[[ The data open ]]

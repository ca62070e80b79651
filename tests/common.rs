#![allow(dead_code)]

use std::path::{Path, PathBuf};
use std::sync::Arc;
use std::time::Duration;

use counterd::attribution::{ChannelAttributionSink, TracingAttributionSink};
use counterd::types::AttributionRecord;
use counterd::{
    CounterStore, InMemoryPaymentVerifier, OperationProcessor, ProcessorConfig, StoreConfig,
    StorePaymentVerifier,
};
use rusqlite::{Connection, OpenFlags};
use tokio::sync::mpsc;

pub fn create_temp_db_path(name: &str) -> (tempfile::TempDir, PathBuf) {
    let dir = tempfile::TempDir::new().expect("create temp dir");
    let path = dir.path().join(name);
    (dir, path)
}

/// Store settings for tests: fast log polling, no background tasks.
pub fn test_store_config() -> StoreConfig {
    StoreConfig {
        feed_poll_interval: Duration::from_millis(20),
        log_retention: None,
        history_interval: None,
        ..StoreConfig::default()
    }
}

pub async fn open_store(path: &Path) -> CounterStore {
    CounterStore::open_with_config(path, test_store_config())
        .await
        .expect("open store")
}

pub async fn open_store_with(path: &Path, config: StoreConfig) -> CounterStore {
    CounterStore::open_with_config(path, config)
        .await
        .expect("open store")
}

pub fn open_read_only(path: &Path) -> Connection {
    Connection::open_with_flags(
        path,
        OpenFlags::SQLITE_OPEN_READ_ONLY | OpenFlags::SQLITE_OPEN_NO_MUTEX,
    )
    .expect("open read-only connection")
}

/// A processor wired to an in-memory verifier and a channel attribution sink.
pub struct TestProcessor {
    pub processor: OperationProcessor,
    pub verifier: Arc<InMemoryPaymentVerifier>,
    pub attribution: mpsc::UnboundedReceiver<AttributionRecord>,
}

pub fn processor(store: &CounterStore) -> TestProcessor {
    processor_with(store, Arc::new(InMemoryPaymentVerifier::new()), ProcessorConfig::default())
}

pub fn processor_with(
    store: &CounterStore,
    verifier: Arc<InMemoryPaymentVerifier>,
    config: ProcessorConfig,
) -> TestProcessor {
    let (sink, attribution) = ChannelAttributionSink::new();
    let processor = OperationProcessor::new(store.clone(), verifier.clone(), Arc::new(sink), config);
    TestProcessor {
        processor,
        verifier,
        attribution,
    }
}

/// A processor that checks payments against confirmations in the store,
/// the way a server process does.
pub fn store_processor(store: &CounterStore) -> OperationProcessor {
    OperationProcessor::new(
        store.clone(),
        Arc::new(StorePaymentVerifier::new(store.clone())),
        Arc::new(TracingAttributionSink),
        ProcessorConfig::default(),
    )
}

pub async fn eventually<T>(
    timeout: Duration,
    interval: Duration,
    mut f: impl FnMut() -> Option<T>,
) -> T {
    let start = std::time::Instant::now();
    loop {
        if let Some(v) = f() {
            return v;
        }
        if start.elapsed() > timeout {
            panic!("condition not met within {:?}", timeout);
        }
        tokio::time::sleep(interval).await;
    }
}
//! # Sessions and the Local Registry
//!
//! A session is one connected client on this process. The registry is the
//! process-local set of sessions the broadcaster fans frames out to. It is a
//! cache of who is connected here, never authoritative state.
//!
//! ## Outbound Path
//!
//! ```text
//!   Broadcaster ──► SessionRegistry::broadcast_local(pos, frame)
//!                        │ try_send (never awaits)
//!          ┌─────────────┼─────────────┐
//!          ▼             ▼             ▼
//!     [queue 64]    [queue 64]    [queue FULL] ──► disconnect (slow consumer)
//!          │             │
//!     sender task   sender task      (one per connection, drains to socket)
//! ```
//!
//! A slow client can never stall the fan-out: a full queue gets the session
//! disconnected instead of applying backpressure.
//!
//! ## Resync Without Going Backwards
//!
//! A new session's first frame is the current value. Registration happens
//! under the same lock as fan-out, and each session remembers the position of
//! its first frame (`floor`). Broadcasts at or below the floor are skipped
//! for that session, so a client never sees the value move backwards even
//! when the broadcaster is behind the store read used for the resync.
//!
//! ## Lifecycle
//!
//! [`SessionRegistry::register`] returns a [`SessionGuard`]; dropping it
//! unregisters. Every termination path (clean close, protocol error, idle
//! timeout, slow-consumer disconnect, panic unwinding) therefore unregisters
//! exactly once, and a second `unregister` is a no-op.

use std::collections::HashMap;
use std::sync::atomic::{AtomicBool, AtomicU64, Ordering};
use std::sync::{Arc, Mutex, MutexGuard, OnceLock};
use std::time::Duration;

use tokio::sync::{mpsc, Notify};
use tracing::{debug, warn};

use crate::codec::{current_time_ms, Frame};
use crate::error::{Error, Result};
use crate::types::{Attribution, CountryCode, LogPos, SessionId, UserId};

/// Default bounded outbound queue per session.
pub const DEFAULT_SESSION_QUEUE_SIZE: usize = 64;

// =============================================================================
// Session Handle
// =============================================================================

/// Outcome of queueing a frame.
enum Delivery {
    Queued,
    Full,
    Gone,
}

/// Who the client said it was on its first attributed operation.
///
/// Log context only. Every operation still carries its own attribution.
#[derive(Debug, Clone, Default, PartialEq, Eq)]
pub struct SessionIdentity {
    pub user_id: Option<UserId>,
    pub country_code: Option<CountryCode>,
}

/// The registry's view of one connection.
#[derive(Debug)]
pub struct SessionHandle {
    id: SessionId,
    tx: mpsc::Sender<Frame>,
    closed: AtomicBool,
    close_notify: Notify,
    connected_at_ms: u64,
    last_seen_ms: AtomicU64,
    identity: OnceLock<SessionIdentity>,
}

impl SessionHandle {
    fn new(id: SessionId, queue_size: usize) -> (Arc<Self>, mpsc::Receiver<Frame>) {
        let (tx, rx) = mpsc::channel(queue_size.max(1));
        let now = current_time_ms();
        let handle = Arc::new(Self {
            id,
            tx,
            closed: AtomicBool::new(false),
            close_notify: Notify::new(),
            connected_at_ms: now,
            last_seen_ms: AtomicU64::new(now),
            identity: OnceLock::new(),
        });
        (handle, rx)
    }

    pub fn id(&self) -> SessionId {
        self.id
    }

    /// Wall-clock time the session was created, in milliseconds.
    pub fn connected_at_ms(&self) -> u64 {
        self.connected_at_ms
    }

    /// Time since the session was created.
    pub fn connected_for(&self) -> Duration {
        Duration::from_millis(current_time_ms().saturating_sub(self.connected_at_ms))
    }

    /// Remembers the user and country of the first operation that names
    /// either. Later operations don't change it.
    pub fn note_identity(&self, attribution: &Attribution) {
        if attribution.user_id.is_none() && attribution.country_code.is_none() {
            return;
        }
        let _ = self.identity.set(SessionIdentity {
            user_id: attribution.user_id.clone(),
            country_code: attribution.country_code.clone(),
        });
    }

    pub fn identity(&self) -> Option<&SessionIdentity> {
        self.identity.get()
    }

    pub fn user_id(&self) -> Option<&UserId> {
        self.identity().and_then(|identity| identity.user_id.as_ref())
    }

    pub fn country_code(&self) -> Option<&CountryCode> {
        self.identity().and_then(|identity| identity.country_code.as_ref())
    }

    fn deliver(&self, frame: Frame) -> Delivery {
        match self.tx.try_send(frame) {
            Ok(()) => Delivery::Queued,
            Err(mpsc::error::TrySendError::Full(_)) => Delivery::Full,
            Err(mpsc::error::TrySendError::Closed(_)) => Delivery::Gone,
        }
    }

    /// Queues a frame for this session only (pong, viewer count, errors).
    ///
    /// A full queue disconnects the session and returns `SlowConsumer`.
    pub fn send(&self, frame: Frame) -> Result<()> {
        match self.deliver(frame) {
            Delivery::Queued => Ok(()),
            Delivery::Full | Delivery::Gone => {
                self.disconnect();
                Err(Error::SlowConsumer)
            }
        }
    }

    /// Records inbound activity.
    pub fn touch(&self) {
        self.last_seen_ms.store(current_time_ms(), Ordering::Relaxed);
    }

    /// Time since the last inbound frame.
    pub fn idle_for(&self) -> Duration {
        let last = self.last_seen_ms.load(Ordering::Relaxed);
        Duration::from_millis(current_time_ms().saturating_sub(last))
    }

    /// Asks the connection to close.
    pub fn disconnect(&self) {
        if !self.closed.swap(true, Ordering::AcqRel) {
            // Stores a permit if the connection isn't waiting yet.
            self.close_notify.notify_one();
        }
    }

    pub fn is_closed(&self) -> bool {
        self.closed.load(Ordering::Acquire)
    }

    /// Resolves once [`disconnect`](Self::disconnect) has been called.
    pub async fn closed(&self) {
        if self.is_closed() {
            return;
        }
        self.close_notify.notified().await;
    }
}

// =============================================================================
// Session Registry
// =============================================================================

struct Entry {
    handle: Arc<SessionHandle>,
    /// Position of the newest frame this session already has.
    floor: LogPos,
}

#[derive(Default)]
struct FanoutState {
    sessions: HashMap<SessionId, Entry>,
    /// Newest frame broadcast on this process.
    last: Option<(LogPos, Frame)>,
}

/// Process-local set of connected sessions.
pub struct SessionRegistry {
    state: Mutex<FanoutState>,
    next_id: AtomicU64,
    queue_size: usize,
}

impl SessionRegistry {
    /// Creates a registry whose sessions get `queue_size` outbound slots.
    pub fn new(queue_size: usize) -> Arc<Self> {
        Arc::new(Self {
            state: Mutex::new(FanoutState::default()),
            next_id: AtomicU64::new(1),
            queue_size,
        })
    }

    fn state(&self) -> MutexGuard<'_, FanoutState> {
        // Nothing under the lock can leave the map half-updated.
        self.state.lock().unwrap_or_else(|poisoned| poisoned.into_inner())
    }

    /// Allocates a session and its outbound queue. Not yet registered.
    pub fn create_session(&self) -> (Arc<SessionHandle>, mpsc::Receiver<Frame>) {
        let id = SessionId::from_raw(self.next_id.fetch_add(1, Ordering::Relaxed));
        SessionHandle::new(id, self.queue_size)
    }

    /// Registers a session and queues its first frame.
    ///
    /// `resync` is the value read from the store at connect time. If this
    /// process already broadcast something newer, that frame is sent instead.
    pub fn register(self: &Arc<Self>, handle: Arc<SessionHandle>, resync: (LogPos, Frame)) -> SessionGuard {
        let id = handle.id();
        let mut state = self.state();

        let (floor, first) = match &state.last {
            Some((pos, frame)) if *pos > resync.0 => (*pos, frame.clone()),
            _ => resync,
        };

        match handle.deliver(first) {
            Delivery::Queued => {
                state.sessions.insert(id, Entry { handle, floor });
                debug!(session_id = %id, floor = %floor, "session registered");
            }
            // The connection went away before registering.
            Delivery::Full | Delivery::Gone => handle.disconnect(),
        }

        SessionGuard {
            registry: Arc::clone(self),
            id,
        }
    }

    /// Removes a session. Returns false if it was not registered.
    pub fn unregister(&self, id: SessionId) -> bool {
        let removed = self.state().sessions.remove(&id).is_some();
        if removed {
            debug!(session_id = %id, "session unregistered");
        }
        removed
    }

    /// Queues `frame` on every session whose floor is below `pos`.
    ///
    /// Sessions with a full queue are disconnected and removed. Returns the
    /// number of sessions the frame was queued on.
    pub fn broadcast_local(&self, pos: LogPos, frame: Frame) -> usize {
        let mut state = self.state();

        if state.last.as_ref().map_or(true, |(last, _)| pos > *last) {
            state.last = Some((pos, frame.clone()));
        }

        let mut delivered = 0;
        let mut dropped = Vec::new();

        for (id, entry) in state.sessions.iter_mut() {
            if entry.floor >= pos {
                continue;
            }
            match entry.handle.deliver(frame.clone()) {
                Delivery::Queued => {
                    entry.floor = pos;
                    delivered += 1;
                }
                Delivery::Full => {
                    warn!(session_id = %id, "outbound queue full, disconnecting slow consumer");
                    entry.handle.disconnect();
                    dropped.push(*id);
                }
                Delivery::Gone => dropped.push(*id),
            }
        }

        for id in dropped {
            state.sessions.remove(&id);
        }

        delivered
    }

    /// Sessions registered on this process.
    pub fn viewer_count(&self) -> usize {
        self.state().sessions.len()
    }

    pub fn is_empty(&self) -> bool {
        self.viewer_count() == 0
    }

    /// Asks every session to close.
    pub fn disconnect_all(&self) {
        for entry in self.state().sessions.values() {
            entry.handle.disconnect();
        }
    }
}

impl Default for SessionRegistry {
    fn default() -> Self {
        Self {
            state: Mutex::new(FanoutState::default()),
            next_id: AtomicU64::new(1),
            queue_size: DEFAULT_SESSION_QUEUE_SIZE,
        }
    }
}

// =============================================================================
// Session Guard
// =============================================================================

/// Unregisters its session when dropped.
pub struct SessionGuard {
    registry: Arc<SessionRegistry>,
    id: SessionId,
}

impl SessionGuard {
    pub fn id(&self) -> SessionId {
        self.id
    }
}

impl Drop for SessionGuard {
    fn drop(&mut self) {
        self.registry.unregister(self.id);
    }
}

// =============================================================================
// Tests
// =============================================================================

[[ The data closed ]]

Work request - Copy the lines of the data above exactly as written, beginning with the line containing "pub fn broadcast_local(&self, pos: LogPos, frame: Frame)" and ending with the line containing "fn drop(&mut self)", and leave out all other lines.

Response area -
    pub fn broadcast_local(&self, pos: LogPos, frame: Frame) -> usize {
        let mut state = self.state();

        if state.last.as_ref().map_or(true, |(last, _)| pos > *last) {
            state.last = Some((pos, frame.clone()));
        }

        let mut delivered = 0;
        let mut dropped = Vec::new();

        for (id, entry) in state.sessions.iter_mut() {
            if entry.floor >= pos {
                continue;
            }
            match entry.handle.deliver(frame.clone()) {
                Delivery::Queued => {
                    entry.floor = pos;
                    delivered += 1;
                }
                Delivery::Full => {
                    warn!(session_id = %id, "outbound queue full, disconnecting slow consumer");
                    entry.handle.disconnect();
                    dropped.push(*id);
                }
                Delivery::Gone => dropped.push(*id),
            }
        }

        for id in dropped {
            state.sessions.remove(&id);
        }

        delivered
    }

    /// Sessions registered on this process.
    pub fn viewer_count(&self) -> usize {
        self.state().sessions.len()
    }

    pub fn is_empty(&self) -> bool {
        self.viewer_count() == 0
    }

    /// Asks every session to close.
    pub fn disconnect_all(&self) {
        for entry in self.state().sessions.values() {
            entry.handle.disconnect();
        }
    }
}

impl Default for SessionRegistry {
    fn default() -> Self {
        Self {
            state: Mutex::new(FanoutState::default()),
            next_id: AtomicU64::new(1),
            queue_size: DEFAULT_SESSION_QUEUE_SIZE,
        }
    }
}

// =============================================================================
// Session Guard
// =============================================================================

/// Unregisters its session when dropped.
pub struct SessionGuard {
    registry: Arc<SessionRegistry>,
    id: SessionId,
}

impl SessionGuard {
    pub fn id(&self) -> SessionId {
        self.id
    }
}

impl Drop for SessionGuard {
    fn drop(&mut self) {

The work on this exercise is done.